** About this exercise **
Retype the entries. Match them exactly.

** Data shown **
----------

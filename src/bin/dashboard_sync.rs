//! Dashboard Sync Binary
//!
//! Mounts one dashboard context on the configured storage, optionally
//! generates a forecast, then follows analysis updates until Ctrl+C.
//!
//! Usage:
//!   ./dashboard-sync                                   # Follow persisted selection
//!   ./dashboard-sync state=DL city=Delhi market=Azadpur \
//!       category=Vegetable product=Potato days=7       # Generate, then follow

use anyhow::{bail, Result};
use commodity_dashboard::bin_common::{
    load_config_from_env, parse_args, parse_selection_args, BinaryRunner, ConfigType, RunConfig,
};
use market_insights::{
    init_tracing_with_level, CurrentAnalysis, Dashboard, DashboardConfig, DashboardViews,
    Heartbeat, SelectionPatch, ShutdownManager,
};
use std::sync::Arc;
use std::time::Duration;
use tokio::sync::watch;
use tracing::{error, info, warn};

struct DashboardSync {
    config: RunConfig,
    dashboard: Dashboard,
    patch: SelectionPatch,
    shutdown: Arc<ShutdownManager>,
    updates_seen: u64,
}

impl DashboardSync {
    async fn generate_if_requested(&self) {
        if self.patch == SelectionPatch::default() {
            return;
        }
        self.dashboard.set_selection(self.patch.clone());

        if !self.dashboard.is_complete() {
            let missing: Vec<&str> = self
                .dashboard
                .missing_fields()
                .iter()
                .map(|f| f.as_str())
                .collect();
            warn!("Selection incomplete, not generating (missing: {})", missing.join(", "));
            return;
        }

        match self.dashboard.generate().await {
            Ok(_) => info!("Forecast generated for {}", self.dashboard.selection().label()),
            Err(e) => error!("Forecast generation failed: {}", e),
        }
    }

    fn report(&mut self, current: &CurrentAnalysis) {
        self.updates_seen += 1;
        let views = DashboardViews::project(&current.snapshot);

        match &current.selection {
            Some(selection) => info!("Analysis #{} for {}", current.revision, selection.label()),
            None => info!("Analysis #{} (defaults)", current.revision),
        }
        info!(
            "  Stock: current {:.1}, recommended {:.1}, demand {:.1} ({:?})",
            views.stock.current_stock,
            views.stock.recommended_stock,
            views.stock.predicted_demand,
            views.stock.status
        );
        info!(
            "  Inventory: {} lines, total shortfall {:.1}",
            views.inventory.lines.len(),
            views.inventory.total_shortfall
        );
        for item in views.actions.iter().take(5) {
            info!(
                "  Action: {} {} @ {} (shortfall {:.1})",
                item.action, item.product, item.market, item.shortfall
            );
        }
        if let Some(festival) = &views.insights.top_festival {
            info!("  Festival impact: {} {:+.1}%", festival.name, festival.impact_pct);
        }
        if let Some(weather) = &views.insights.top_weather {
            info!("  Weather impact: {} {:+.1}%", weather.name, weather.impact_pct);
        }
        info!(
            "  Demand series: {} actual, {} predicted points",
            views.demand.actual.len(),
            views.demand.predicted.len()
        );
    }
}

impl BinaryRunner for DashboardSync {
    async fn run(&mut self) -> Result<()> {
        let mut updates: watch::Receiver<Arc<CurrentAnalysis>> = self.dashboard.subscribe_analysis();
        let current = updates.borrow_and_update().clone();
        self.report(&current);

        self.generate_if_requested().await;

        let mut heartbeat = Heartbeat::new(self.config.heartbeat_interval_secs);
        let poll = Duration::from_secs(self.config.poll_interval_secs);
        let shutdown = Arc::clone(&self.shutdown);

        while shutdown.is_running() {
            tokio::select! {
                changed = updates.changed() => {
                    if changed.is_err() {
                        warn!("Analysis publisher gone, stopping");
                        break;
                    }
                    let current = updates.borrow_and_update().clone();
                    self.report(&current);
                }
                _ = shutdown.interruptible_sleep(poll) => {}
            }

            if heartbeat.should_beat() {
                let status = self.dashboard.fetch_status();
                info!(
                    "Heartbeat: revision {}, {} fetches, {} dropped triggers, last error: {}",
                    self.dashboard.analysis().revision,
                    status.fetches,
                    status.dropped_triggers,
                    status
                        .last_error
                        .map(|e| e.to_string())
                        .unwrap_or_else(|| "none".to_string())
                );
                heartbeat.beat();
            }
        }
        Ok(())
    }

    fn config(&self) -> &RunConfig {
        &self.config
    }

    fn stats(&self) -> Option<String> {
        Some(format!("Analysis updates seen: {}", self.updates_seen))
    }
}

#[tokio::main]
async fn main() -> Result<()> {
    // CONFIG_PATH may come from .env
    dotenv::dotenv().ok();
    let config_path = load_config_from_env(ConfigType::Dashboard);
    let config = DashboardConfig::load(&config_path)?;

    init_tracing_with_level(&config.log_level);
    config.log();

    let args = parse_args();
    let patch = match parse_selection_args(&args) {
        Ok(patch) => patch,
        Err(bad) => bail!(
            "Unrecognised argument '{}'. Expected key=value with key one of: \
             state, city, market, category, product, days",
            bad
        ),
    };

    let shutdown = Arc::new(ShutdownManager::new());
    shutdown.spawn_signal_handler();

    let dashboard = Dashboard::from_config(&config).await?;

    let mut app = DashboardSync {
        config: RunConfig::new("Dashboard Sync").with_heartbeat(config.heartbeat_interval_secs),
        dashboard,
        patch,
        shutdown,
        updates_seen: 0,
    };
    app.execute().await
}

----------

** Answer space **
filename src/bin/dashboard_sync.rs
//! Dashboard Sync Binary
//!
//! Mounts one dashboard context on the configured storage, optionally
//! generates a forecast, then follows analysis updates until Ctrl+C.
//!
//! Usage:
//!   ./dashboard-sync                                   # Follow persisted selection
//!   ./dashboard-sync state=DL city=Delhi market=Azadpur \
//!       category=Vegetable product=Potato days=7       # Generate, then follow

use anyhow::{bail, Result};
use commodity_dashboard::bin_common::{
    load_config_from_env, parse_args, parse_selection_args, BinaryRunner, ConfigType, RunConfig,
};
use market_insights::{
    init_tracing_with_level, CurrentAnalysis, Dashboard, DashboardConfig, DashboardViews,
    Heartbeat, SelectionPatch, ShutdownManager,
};
use std::sync::Arc;
use std::time::Duration;
use tokio::sync::watch;
use tracing::{error, info, warn};

struct DashboardSync {
    config: RunConfig,
    dashboard: Dashboard,
    patch: SelectionPatch,
    shutdown: Arc<ShutdownManager>,
    updates_seen: u64,
}

impl DashboardSync {
    async fn generate_if_requested(&self) {
        if self.patch == SelectionPatch::default() {
            return;
        }
        self.dashboard.set_selection(self.patch.clone());

        if !self.dashboard.is_complete() {
            let missing: Vec<&str> = self
                .dashboard
                .missing_fields()
                .iter()
                .map(|f| f.as_str())
                .collect();
            warn!("Selection incomplete, not generating (missing: {})", missing.join(", "));
            return;
        }

        match self.dashboard.generate().await {
            Ok(_) => info!("Forecast generated for {}", self.dashboard.selection().label()),
            Err(e) => error!("Forecast generation failed: {}", e),
        }
    }

    fn report(&mut self, current: &CurrentAnalysis) {
        self.updates_seen += 1;
        let views = DashboardViews::project(&current.snapshot);

        match &current.selection {
            Some(selection) => info!("Analysis #{} for {}", current.revision, selection.label()),
            None => info!("Analysis #{} (defaults)", current.revision),
        }
        info!(
            "  Stock: current {:.1}, recommended {:.1}, demand {:.1} ({:?})",
            views.stock.current_stock,
            views.stock.recommended_stock,
            views.stock.predicted_demand,
            views.stock.status
        );
        info!(
            "  Inventory: {} lines, total shortfall {:.1}",
            views.inventory.lines.len(),
            views.inventory.total_shortfall
        );
        for item in views.actions.iter().take(5) {
            info!(
                "  Action: {} {} @ {} (shortfall {:.1})",
                item.action, item.product, item.market, item.shortfall
            );
        }
        if let Some(festival) = &views.insights.top_festival {
            info!("  Festival impact: {} {:+.1}%", festival.name, festival.impact_pct);
        }
        if let Some(weather) = &views.insights.top_weather {
            info!("  Weather impact: {} {:+.1}%", weather.name, weather.impact_pct);
        }
        info!(
            "  Demand series: {} actual, {} predicted points",
            views.demand.actual.len(),
            views.demand.predicted.len()
        );
    }
}

impl BinaryRunner for DashboardSync {
    async fn run(&mut self) -> Result<()> {
        let mut updates: watch::Receiver<Arc<CurrentAnalysis>> = self.dashboard.subscribe_analysis();
        let current = updates.borrow_and_update().clone();
        self.report(&current);

        self.generate_if_requested().await;

        let mut heartbeat = Heartbeat::new(self.config.heartbeat_interval_secs);
        let poll = Duration::from_secs(self.config.poll_interval_secs);
        let shutdown = Arc::clone(&self.shutdown);

        while shutdown.is_running() {
            tokio::select! {
                changed = updates.changed() => {
                    if changed.is_err() {
                        warn!("Analysis publisher gone, stopping");
                        break;
                    }
                    let current = updates.borrow_and_update().clone();
                    self.report(&current);
                }
                _ = shutdown.interruptible_sleep(poll) => {}
            }

            if heartbeat.should_beat() {
                let status = self.dashboard.fetch_status();
                info!(
                    "Heartbeat: revision {}, {} fetches, {} dropped triggers, last error: {}",
                    self.dashboard.analysis().revision,
                    status.fetches,
                    status.dropped_triggers,
                    status
                        .last_error
                        .map(|e| e.to_string())
                        .unwrap_or_else(|| "none".to_string())
                );
                heartbeat.beat();
            }
        }
        Ok(())
    }

    fn config(&self) -> &RunConfig {
        &self.config
    }

    fn stats(&self) -> Option<String> {
        Some(format!("Analysis updates seen: {}", self.updates_seen))
    }
}

#[tokio::main]
async fn main() -> Result<()> {
    // CONFIG_PATH may come from .env
    dotenv::dotenv().ok();
    let config_path = load_config_from_env(ConfigType::Dashboard);
    let config = DashboardConfig::load(&config_path)?;

    init_tracing_with_level(&config.log_level);
    config.log();

    let args = parse_args();
    let patch = match parse_selection_args(&args) {
        Ok(patch) => patch,
        Err(bad) => bail!(
            "Unrecognised argument '{}'. Expected key=value with key one of: \
             state, city, market, category, product, days",
            bad
        ),
    };

    let shutdown = Arc::new(ShutdownManager::new());
    shutdown.spawn_signal_handler();

    let dashboard = Dashboard::from_config(&config).await?;

    let mut app = DashboardSync {
        config: RunConfig::new("Dashboard Sync").with_heartbeat(config.heartbeat_interval_secs),
        dashboard,
        patch,
        shutdown,
        updates_seen: 0,
    };
    app.execute().await
}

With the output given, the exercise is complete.